Калиндра пожала плечами.
– Как скажешь. Я не могу изменить местную географию, просто чтобы порадовать тебя. Мне тоже было бы нелегко уехать отсюда. То, что защищает нас, иногда еще и ограничивает нашу свободу.
– Мне это не нравится.
– А, ну тогда ладно, это все меняет, – Калиндра закатила глаза. – Постой… Нет, это ничего не меняет.
– Значит, я не должен жаловаться?
– Это ты сказал, не я. – В ее глазах была смешинка, и я вдруг понял, что не могу больше сердиться на нее. – Давай погуляем. У нас есть время на объяснения, пока Тераэт не вернулся с того света.
26: Безрадостная встреча
Кто-то застучал в дверь.
– Будь оно все проклято! Уходи! – крикнула Ола.
– Ола! Ола, выходи скорее! – донесся из-за двери громкий голос Мореи.

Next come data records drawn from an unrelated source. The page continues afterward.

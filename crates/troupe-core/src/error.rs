//! Unified error types for Troupe

use std::future::Future;
use std::time::Duration;
use thiserror::Error;

use crate::types::AgentType;

/// Unified error type for all Troupe operations
#[derive(Error, Debug)]
pub enum TroupeError {
    // State machine errors
    #[error("Invalid {agent_type} transition: {from} -> {to}")]
    InvalidTransition {
        agent_type: AgentType,
        from: String,
        to: String,
    },

    #[error("Unknown {agent_type} state: {state}")]
    UnknownState { agent_type: AgentType, state: String },

    // Routing errors
    #[error("Unknown recipient: {0}")]
    UnknownRecipient(String),

    #[error("Inbox of {0} is full")]
    InboxFull(String),

    #[error("Dispatcher is closed")]
    DispatchClosed,

    #[error("Dispatcher is not running")]
    DispatcherNotRunning,

    #[error("Protocol error: {0}")]
    Protocol(String),

    // Rate limiting errors
    #[error("Daily budget exceeded for {model}: spent ${spent:.4} of ${budget:.4}")]
    DailyBudgetExceeded {
        model: String,
        spent: f64,
        budget: f64,
    },

    #[error("Request of {requested} tokens exceeds the {max_tpm} TPM limit of {model}")]
    TokenLimitExceeded {
        model: String,
        requested: u64,
        max_tpm: u64,
    },

    #[error("Unknown model: {0}")]
    UnknownModel(String),

    #[error("Rate limiter is closed")]
    LimiterClosed,

    // Cancellation
    #[error("Operation canceled")]
    Canceled,

    #[error("Deadline exceeded after {0:?}")]
    DeadlineExceeded(Duration),

    // Collaborator errors
    #[error("LLM error: {0}")]
    Llm(String),

    #[error("API limit: {0}")]
    ApiLimit(String),

    #[error("Authentication error: {0}")]
    Auth(String),

    #[error("Container error: {0}")]
    Container(String),

    #[error("Workspace error: {0}")]
    Workspace(String),

    // Agent errors
    #[error("Agent error: {0}")]
    Agent(String),

    #[error("Configuration error: {0}")]
    Config(String),

    // I/O errors
    #[error("I/O error: {0}")]
    Io(#[from] std::io::Error),

    #[error("Serialization error: {0}")]
    Serialization(#[from] serde_json::Error),

    // Generic
    #[error("{0}")]
    Other(String),
}

impl TroupeError {
    /// Whether the caller may back off and retry instead of failing the task
    pub fn is_recoverable(&self) -> bool {
        matches!(
            self,
            Self::DailyBudgetExceeded { .. } | Self::TokenLimitExceeded { .. } | Self::ApiLimit(_)
        )
    }

    /// Whether this error came from cancellation or a deadline
    pub fn is_cancellation(&self) -> bool {
        matches!(self, Self::Canceled | Self::DeadlineExceeded(_))
    }
}

/// Result type alias using TroupeError
pub type Result<T> = std::result::Result<T, TroupeError>;

/// Run `fut` with an optional deadline, mapping expiry to `DeadlineExceeded`
pub async fn with_deadline<F, T>(limit: Option<Duration>, fut: F) -> Result<T>
where
    F: Future<Output = Result<T>>,
{
    match limit {
        Some(limit) => tokio::time::timeout(limit, fut)
            .await
            .map_err(|_| TroupeError::DeadlineExceeded(limit))?,
        None => fut.await,
    }
}

#[cfg(test)]
mod tests {
    use super::*;

    #[test]
    fn test_invalid_transition_message() {
        let err = TroupeError::InvalidTransition {
            agent_type: AgentType::Coder,
            from: "WAITING".to_string(),
            to: "DONE".to_string(),
        };
        assert_eq!(err.to_string(), "Invalid coder transition: WAITING -> DONE");
    }

    #[test]
    fn test_recoverable_classification() {
        let budget = TroupeError::DailyBudgetExceeded {
            model: "sonnet".to_string(),
            spent: 1.0,
            budget: 1.0,
        };
        assert!(budget.is_recoverable());
        assert!(!TroupeError::DispatchClosed.is_recoverable());
        assert!(TroupeError::Canceled.is_cancellation());
    }

    #[tokio::test(start_paused = true)]
    async fn test_with_deadline_expires() {
        let result: Result<()> = with_deadline(Some(Duration::from_secs(1)), async {
            tokio::time::sleep(Duration::from_secs(5)).await;
            Ok(())
        })
        .await;
        assert!(matches!(result, Err(TroupeError::DeadlineExceeded(_))));
    }

    #[tokio::test]
    async fn test_with_deadline_none_passes_through() {
        let result = with_deadline(None, async { Ok(7) }).await;
        assert_eq!(result.unwrap(), 7);
    }
}
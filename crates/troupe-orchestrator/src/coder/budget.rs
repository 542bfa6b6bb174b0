//! Loop budget counters and stuck-loop classification
//!
//! Exhausting the budget is not an error: the coder escalates to the
//! architect with a snapshot of recent activity and a heuristic guess at why
//! it is not converging.

use regex::Regex;
use serde::{Deserialize, Serialize};
use std::collections::VecDeque;
use std::fmt;
use std::sync::OnceLock;

/// Loop counter for the current work phase
///
/// Reset when a review hands the coder a fresh phase, not on every
/// CODING entry, so build and test retries spend the same budget.
#[derive(Debug, Clone, Copy, Default, PartialEq, Eq, Serialize, Deserialize)]
pub struct BudgetCounters {
    pub loops: u32,
    pub max_loops: u32,
}

impl BudgetCounters {
    pub fn new(max_loops: u32) -> Self {
        Self {
            loops: 0,
            max_loops,
        }
    }

    /// Whether the next iteration must escalate instead of running
    pub fn exhausted(&self) -> bool {
        self.loops >= self.max_loops
    }

    pub fn tick(&mut self) {
        self.loops += 1;
    }

    pub fn reset(&mut self, max_loops: u32) {
        *self = Self::new(max_loops);
    }
}

/// Heuristic reason a loop is not converging
#[derive(Debug, Clone, Copy, PartialEq, Eq, Serialize, Deserialize)]
#[serde(rename_all = "snake_case")]
pub enum IssuePattern {
    /// The same command keeps being run
    RepeatedCommand,
    /// Builds or tests keep failing
    BuildTestFailureLoop,
    /// The model keeps answering without using tools
    NoToolProgress,
    GeneralExploration,
}

impl IssuePattern {
    pub fn as_str(&self) -> &'static str {
        match self {
            Self::RepeatedCommand => "repeated_command",
            Self::BuildTestFailureLoop => "build_test_failure_loop",
            Self::NoToolProgress => "no_tool_progress",
            Self::GeneralExploration => "general_exploration",
        }
    }
}

impl fmt::Display for IssuePattern {
    fn fmt(&self, f: &mut fmt::Formatter<'_>) -> fmt::Result {
        f.write_str(self.as_str())
    }
}

/// One iteration's observable action
#[derive(Debug, Clone, PartialEq, Eq)]
pub enum Activity {
    Command {
        command: String,
        exit_code: i32,
        output: String,
    },
    Tool {
        name: String,
    },
    /// A build or test run in TESTING that did not pass
    CheckFailed {
        stage: String,
        exit_code: i32,
    },
    /// Iteration that produced text but no tool call
    Idle,
}

impl Activity {
    pub fn summary(&self) -> String {
        match self {
            Activity::Command {
                command, exit_code, ..
            } => format!("shell `{}` exited {}", command, exit_code),
            Activity::Tool { name } => format!("tool {}", name),
            Activity::CheckFailed { stage, exit_code } => {
                format!("{} failed with exit {}", stage, exit_code)
            }
            Activity::Idle => "no tool call".to_string(),
        }
    }
}

// Repeats needed before a command counts as stuck
const REPEAT_THRESHOLD: usize = 3;
// Failures needed before a build/test loop is reported
const FAILURE_THRESHOLD: usize = 2;

fn failure_signature() -> Option<&'static Regex> {
    static SIGNATURE: OnceLock<Option<Regex>> = OnceLock::new();
    SIGNATURE
        .get_or_init(|| {
            Regex::new(
                r"(?im)(error(\[E\d+\])?:|test result: FAILED|FAILED|panicked at|build failed|compilation failed|exit status: [1-9])",
            )
            .ok()
        })
        .as_ref()
}

/// Sliding window of recent activity used for classification
#[derive(Debug, Clone)]
pub struct ActivityLog {
    entries: VecDeque<Activity>,
    window: usize,
}

impl ActivityLog {
    pub fn new(window: usize) -> Self {
        Self {
            entries: VecDeque::with_capacity(window),
            window: window.max(REPEAT_THRESHOLD),
        }
    }

    pub fn record(&mut self, activity: Activity) {
        if self.entries.len() == self.window {
            self.entries.pop_front();
        }
        self.entries.push_back(activity);
    }

    pub fn clear(&mut self) {
        self.entries.clear();
    }

    pub fn len(&self) -> usize {
        self.entries.len()
    }

    pub fn is_empty(&self) -> bool {
        self.entries.is_empty()
    }

    pub fn summaries(&self) -> Vec<String> {
        self.entries.iter().map(Activity::summary).collect()
    }

    /// Classify the recent window, most specific pattern first
    pub fn classify(&self) -> IssuePattern {
        if self.has_repeated_command() {
            return IssuePattern::RepeatedCommand;
        }
        if self.failing_commands() >= FAILURE_THRESHOLD {
            return IssuePattern::BuildTestFailureLoop;
        }
        let idle = self
            .entries
            .iter()
            .filter(|a| matches!(a, Activity::Idle))
            .count();
        if idle > 0 && idle * 2 >= self.entries.len() {
            return IssuePattern::NoToolProgress;
        }
        IssuePattern::GeneralExploration
    }

    fn commands(&self) -> impl Iterator<Item = (&str, i32, &str)> {
        self.entries.iter().filter_map(|a| match a {
            Activity::Command {
                command,
                exit_code,
                output,
            } => Some((command.trim(), *exit_code, output.as_str())),
            _ => None,
        })
    }

    fn has_repeated_command(&self) -> bool {
        let mut counts: Vec<(&str, usize)> = Vec::new();
        for (command, _, _) in self.commands() {
            match counts.iter_mut().find(|(c, _)| *c == command) {
                Some((_, n)) => *n += 1,
                None => counts.push((command, 1)),
            }
        }
        counts.iter().any(|(_, n)| *n >= REPEAT_THRESHOLD)
    }

    fn failing_commands(&self) -> usize {
        let shell = self
            .commands()
            .filter(|(_, exit_code, output)| {
                *exit_code != 0 && failure_signature().map_or(true, |re| re.is_match(output))
            })
            .count();
        let checks = self
            .entries
            .iter()
            .filter(|a| matches!(a, Activity::CheckFailed { .. }))
            .count();
        shell + checks
    }
}

#[cfg(test)]
mod tests {
    use super::*;

    fn command(cmd: &str, exit_code: i32, output: &str) -> Activity {
        Activity::Command {
            command: cmd.to_string(),
            exit_code,
            output: output.to_string(),
        }
    }

    #[test]
    fn test_counters_exhaust_at_max() {
        let mut budget = BudgetCounters::new(2);
        assert!(!budget.exhausted());
        budget.tick();
        assert!(!budget.exhausted());
        budget.tick();
        assert!(budget.exhausted());
        budget.reset(3);
        assert_eq!(budget, BudgetCounters::new(3));
    }

    #[test]
    fn test_repeated_command() {
        let mut log = ActivityLog::new(5);
        for _ in 0..3 {
            log.record(command("ls src", 0, "main.rs"));
        }
        assert_eq!(log.classify(), IssuePattern::RepeatedCommand);
    }

    #[test]
    fn test_build_failure_loop() {
        let mut log = ActivityLog::new(5);
        log.record(command("cargo build", 101, "error[E0425]: cannot find value `x`"));
        log.record(command("cargo test", 101, "test result: FAILED. 1 passed; 2 failed"));
        assert_eq!(log.classify(), IssuePattern::BuildTestFailureLoop);
    }

    #[test]
    fn test_failed_checks_count_without_signature() {
        let mut log = ActivityLog::new(5);
        log.record(Activity::Tool {
            name: "done".to_string(),
        });
        log.record(Activity::CheckFailed {
            stage: "build".to_string(),
            exit_code: 1,
        });
        assert_eq!(log.classify(), IssuePattern::GeneralExploration);

        log.record(Activity::CheckFailed {
            stage: "tests".to_string(),
            exit_code: 101,
        });
        assert_eq!(log.classify(), IssuePattern::BuildTestFailureLoop);
        assert_eq!(log.summaries()[2], "tests failed with exit 101");
    }

    #[test]
    fn test_failure_without_signature_not_counted() {
        let mut log = ActivityLog::new(5);
        log.record(command("grep foo", 1, ""));
        log.record(command("grep bar", 1, ""));
        assert_eq!(log.classify(), IssuePattern::GeneralExploration);
    }

    #[test]
    fn test_no_tool_progress() {
        let mut log = ActivityLog::new(4);
        log.record(Activity::Idle);
        log.record(Activity::Idle);
        log.record(command("ls", 0, ""));
        assert_eq!(log.classify(), IssuePattern::NoToolProgress);
    }

    #[test]
    fn test_window_evicts_old_entries() {
        let mut log = ActivityLog::new(3);
        for i in 0..5 {
            log.record(command(&format!("cat f{}", i), 0, ""));
        }
        assert_eq!(log.len(), 3);
        assert_eq!(log.summaries()[0], "shell `cat f2` exited 0");
        assert_eq!(log.classify(), IssuePattern::GeneralExploration);
    }

    #[test]
    fn test_pattern_names() {
        assert_eq!(IssuePattern::BuildTestFailureLoop.to_string(), "build_test_failure_loop");
        assert_eq!(
            serde_json::to_string(&IssuePattern::RepeatedCommand).unwrap(),
            "\"repeated_command\""
        );
    }
}
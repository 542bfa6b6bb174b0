//! Message envelope and typed payloads for inter-agent communication
//!
//! A [`Message`] is immutable once constructed. REQUEST messages carry a
//! [`Request`] serialized into the payload map (tagged by `request_type`);
//! RESULT messages carry a [`ReviewDecision`] and point back at the request
//! they answer through `reply_to`.

use chrono::{DateTime, Utc};
use serde::{Deserialize, Serialize};
use serde_json::{Map, Value};
use uuid::Uuid;

use crate::error::{Result, TroupeError};
use crate::types::{AgentId, StoryType};

/// Payload map carried by a message
pub type Payload = Map<String, Value>;

/// The two message kinds exchanged between agents
#[derive(Debug, Clone, Copy, PartialEq, Eq, Hash, Serialize, Deserialize)]
#[serde(rename_all = "UPPERCASE")]
pub enum MessageKind {
    Request,
    Result,
}

impl std::fmt::Display for MessageKind {
    fn fmt(&self, f: &mut std::fmt::Formatter<'_>) -> std::fmt::Result {
        match self {
            Self::Request => write!(f, "REQUEST"),
            Self::Result => write!(f, "RESULT"),
        }
    }
}

/// Kinds of approval-style requests
#[derive(Debug, Clone, Copy, PartialEq, Eq, Hash, Serialize, Deserialize)]
#[serde(rename_all = "snake_case")]
pub enum RequestType {
    PlanApproval,
    Question,
    BudgetReview,
    CodeReview,
    Completion,
    Merge,
}

impl std::fmt::Display for RequestType {
    fn fmt(&self, f: &mut std::fmt::Formatter<'_>) -> std::fmt::Result {
        match self {
            Self::PlanApproval => write!(f, "plan_approval"),
            Self::Question => write!(f, "question"),
            Self::BudgetReview => write!(f, "budget_review"),
            Self::CodeReview => write!(f, "code_review"),
            Self::Completion => write!(f, "completion"),
            Self::Merge => write!(f, "merge"),
        }
    }
}

impl std::str::FromStr for RequestType {
    type Err = String;

    fn from_str(s: &str) -> std::result::Result<Self, Self::Err> {
        match s.to_lowercase().as_str() {
            "plan_approval" => Ok(Self::PlanApproval),
            "question" => Ok(Self::Question),
            "budget_review" => Ok(Self::BudgetReview),
            "code_review" => Ok(Self::CodeReview),
            "completion" => Ok(Self::Completion),
            "merge" => Ok(Self::Merge),
            _ => Err(format!("Invalid request type: {}", s)),
        }
    }
}

/// Typed request payloads, one variant per request type
#[derive(Debug, Clone, PartialEq, Serialize, Deserialize)]
#[serde(tag = "request_type", rename_all = "snake_case")]
pub enum Request {
    PlanApproval {
        content: String,
        confidence: String,
        exploration_summary: String,
        risks: String,
        approval_id: String,
    },
    Question {
        question: String,
        context: String,
        urgency: String,
        origin_state: String,
    },
    BudgetReview {
        loops: u32,
        max_loops: u32,
        context_size: usize,
        recent_activity: Vec<String>,
        issue_pattern: String,
        origin_state: String,
        #[serde(default, skip_serializing_if = "Option::is_none")]
        approved_plan: Option<String>,
    },
    CodeReview {
        content: String,
        story_id: String,
        story_type: StoryType,
    },
    Completion {
        summary: String,
        evidence: String,
        confidence: String,
        original_story: String,
    },
    Merge {
        branch: String,
        target_branch: String,
    },
}

impl Request {
    pub fn request_type(&self) -> RequestType {
        match self {
            Self::PlanApproval { .. } => RequestType::PlanApproval,
            Self::Question { .. } => RequestType::Question,
            Self::BudgetReview { .. } => RequestType::BudgetReview,
            Self::CodeReview { .. } => RequestType::CodeReview,
            Self::Completion { .. } => RequestType::Completion,
            Self::Merge { .. } => RequestType::Merge,
        }
    }

    fn into_payload(self) -> Payload {
        match serde_json::to_value(self) {
            Ok(Value::Object(map)) => map,
            // Internally tagged struct variants always serialize to objects
            _ => Payload::new(),
        }
    }
}

/// Three-way outcome shared by every approval-style request
#[derive(Debug, Clone, Copy, PartialEq, Eq, Hash, Serialize, Deserialize)]
#[serde(rename_all = "SCREAMING_SNAKE_CASE")]
pub enum ReviewStatus {
    Approved,
    NeedsChanges,
    Rejected,
}

impl std::fmt::Display for ReviewStatus {
    fn fmt(&self, f: &mut std::fmt::Formatter<'_>) -> std::fmt::Result {
        match self {
            Self::Approved => write!(f, "APPROVED"),
            Self::NeedsChanges => write!(f, "NEEDS_CHANGES"),
            Self::Rejected => write!(f, "REJECTED"),
        }
    }
}

impl std::str::FromStr for ReviewStatus {
    type Err = String;

    fn from_str(s: &str) -> std::result::Result<Self, Self::Err> {
        match s.trim().to_uppercase().replace(['-', ' '], "_").as_str() {
            "APPROVED" | "APPROVE" => Ok(Self::Approved),
            "NEEDS_CHANGES" | "CHANGES_REQUESTED" => Ok(Self::NeedsChanges),
            "REJECTED" | "REJECT" => Ok(Self::Rejected),
            _ => Err(format!("Invalid review status: {}", s)),
        }
    }
}

/// Decision carried by every RESULT message
#[derive(Debug, Clone, PartialEq, Eq, Serialize, Deserialize)]
pub struct ReviewDecision {
    pub status: ReviewStatus,
    #[serde(default)]
    pub feedback: String,
}

impl ReviewDecision {
    pub fn new(status: ReviewStatus, feedback: impl Into<String>) -> Self {
        Self {
            status,
            feedback: feedback.into(),
        }
    }

    pub fn approved(feedback: impl Into<String>) -> Self {
        Self::new(ReviewStatus::Approved, feedback)
    }

    pub fn needs_changes(feedback: impl Into<String>) -> Self {
        Self::new(ReviewStatus::NeedsChanges, feedback)
    }

    pub fn rejected(feedback: impl Into<String>) -> Self {
        Self::new(ReviewStatus::Rejected, feedback)
    }

    pub fn is_approved(&self) -> bool {
        self.status == ReviewStatus::Approved
    }
}

/// Immutable unit of inter-agent communication
#[derive(Debug, Clone, PartialEq, Serialize, Deserialize)]
pub struct Message {
    id: Uuid,
    kind: MessageKind,
    from: AgentId,
    to: AgentId,
    payload: Payload,
    #[serde(default, skip_serializing_if = "Option::is_none")]
    reply_to: Option<Uuid>,
    created_at: DateTime<Utc>,
}

impl Message {
    /// Build a message from raw parts
    pub fn new(kind: MessageKind, from: AgentId, to: AgentId, payload: Payload) -> Self {
        Self {
            id: Uuid::new_v4(),
            kind,
            from,
            to,
            payload,
            reply_to: None,
            created_at: Utc::now(),
        }
    }

    /// Build a REQUEST carrying a typed payload
    pub fn request(from: impl Into<AgentId>, to: impl Into<AgentId>, request: Request) -> Self {
        Self::new(MessageKind::Request, from.into(), to.into(), request.into_payload())
    }

    /// Build the RESULT answering `request`
    pub fn result(request: &Message, decision: &ReviewDecision) -> Self {
        let payload = match serde_json::to_value(decision) {
            Ok(Value::Object(map)) => map,
            _ => Payload::new(),
        };
        let mut message = Self::new(
            MessageKind::Result,
            request.to.clone(),
            request.from.clone(),
            payload,
        );
        message.reply_to = Some(request.id);
        message
    }

    pub fn id(&self) -> Uuid {
        self.id
    }

    pub fn kind(&self) -> MessageKind {
        self.kind
    }

    pub fn from(&self) -> &AgentId {
        &self.from
    }

    pub fn to(&self) -> &AgentId {
        &self.to
    }

    pub fn payload(&self) -> &Payload {
        &self.payload
    }

    pub fn reply_to(&self) -> Option<Uuid> {
        self.reply_to
    }

    pub fn created_at(&self) -> DateTime<Utc> {
        self.created_at
    }

    /// String value of a payload key, if present
    pub fn payload_str(&self, key: &str) -> Option<&str> {
        self.payload.get(key).and_then(Value::as_str)
    }

    /// The `request_type` of a REQUEST message
    pub fn request_type(&self) -> Option<RequestType> {
        self.payload_str("request_type")?.parse().ok()
    }

    /// Decode the typed request carried by a REQUEST message
    pub fn parse_request(&self) -> Result<Request> {
        if self.kind != MessageKind::Request {
            return Err(TroupeError::Protocol(format!(
                "Message {} is a {}, not a REQUEST",
                self.id, self.kind
            )));
        }
        Ok(serde_json::from_value(Value::Object(self.payload.clone()))?)
    }

    /// Decode the review decision carried by a RESULT message
    pub fn decision(&self) -> Result<ReviewDecision> {
        if self.kind != MessageKind::Result {
            return Err(TroupeError::Protocol(format!(
                "Message {} is a {}, not a RESULT",
                self.id, self.kind
            )));
        }
        Ok(serde_json::from_value(Value::Object(self.payload.clone()))?)
    }
}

– Проклятье… – Ола выкатилась из постели и накинула на себя халат, не обращая внимания на протесты женщины, которую она при этом сдвинула с места. Она протопала к двери и распахнула ее. – В чем дело, девочка? Если это не важно, я…
В дверях стояла едва одетая Морея. По ее лицу текли слезы.
– Они… он… о, богиня, он…
– Успокойся, дитя. Успокойся. Что случилось?
– Кирин! – Морея дрожащей рукой указала на покои Олы. – Он исчез!
– Кирин? Куда подевался этот мальчишка?.. А, дьявол. Генерал… Если он… – Ола схватила Морею за руку и то ли втолкнула, то ли затащила рабыню в свои покои.
Ола решительно вошла в гостиную и остановилась, увидев свечи, перевернутую мебель и липкую, влажную, окровавленную массу, которая когда-то была человеком. Противоположная стена и занавеска из нефритовых бусин были залиты кровью. Здесь кого-то убили – недавно, и особо грязным способом. Ола сглотнула подступившую желчь. Это не Кирин. Это не мог быть Кирин. Но кто тогда?
– Морея, что произошло… – Она повернулась и получила удар в челюсть, который отбросил ее к шкафу.
Морея осмотрела свои костяшки пальцев.
– Ты снова опоздала. Ты всегда опаздываешь, Ола. Я так и не смогла простить тебя за это. А я старалась, поверь мне.
– Морея? – Ола вытерла кровь с лица и потрясенно уставилась на девушку.
– Не совсем. – Облик Мореи заструился перед глазами Олы, пока танцовщица не превратилась в прекрасную женщину с медово-золотистой кожей и длинными каштановыми волосами.
– Лили? – Ола покачала головой. – Лирилин? Нет, это невозможно. Я видела, как ты…
– Умерла? – улыбнулась Коготь. – О да, я умерла. И все же… мы снова встретились. Позволь мне все объяснить. Или еще лучше: позволь мне все показать.
Ола попыталась сбежать, но Коготь набросилась на нее. Она прижала Олу к стене, схватила ее за руки. Хотя ее противница была ниже Олы и казалась слабее, Ола не могла высвободиться. Коготь прижалась губами к губам Олы – этот ужасный поцелуй лишил Олу всех сил.
Ола посмотрела на свою противницу и вздрогнула. Лицо женщины, целующей ее, изменилось. Это был не похожий на сердце цветок Лирилин, а лицо чернокожей жительницы Жериаса, дикой и неукротимой. Это было ее собственное лицо; лицо Олы двадцать лет назад, когда возраст и разгульная жизнь еще не лишили ее привлекательности. Это было лицо, которое она сама еще вспоминала каждый раз, когда смотрела на свое отражение в зеркале или вспоминала «старые добрые времена».
Ола попыталась вырваться, но руки, удерживавшие ее, были крепкими, словно железо. Ола попыталась закричать, но губы монстра стали металлическими тисками, которые сокрушали ее.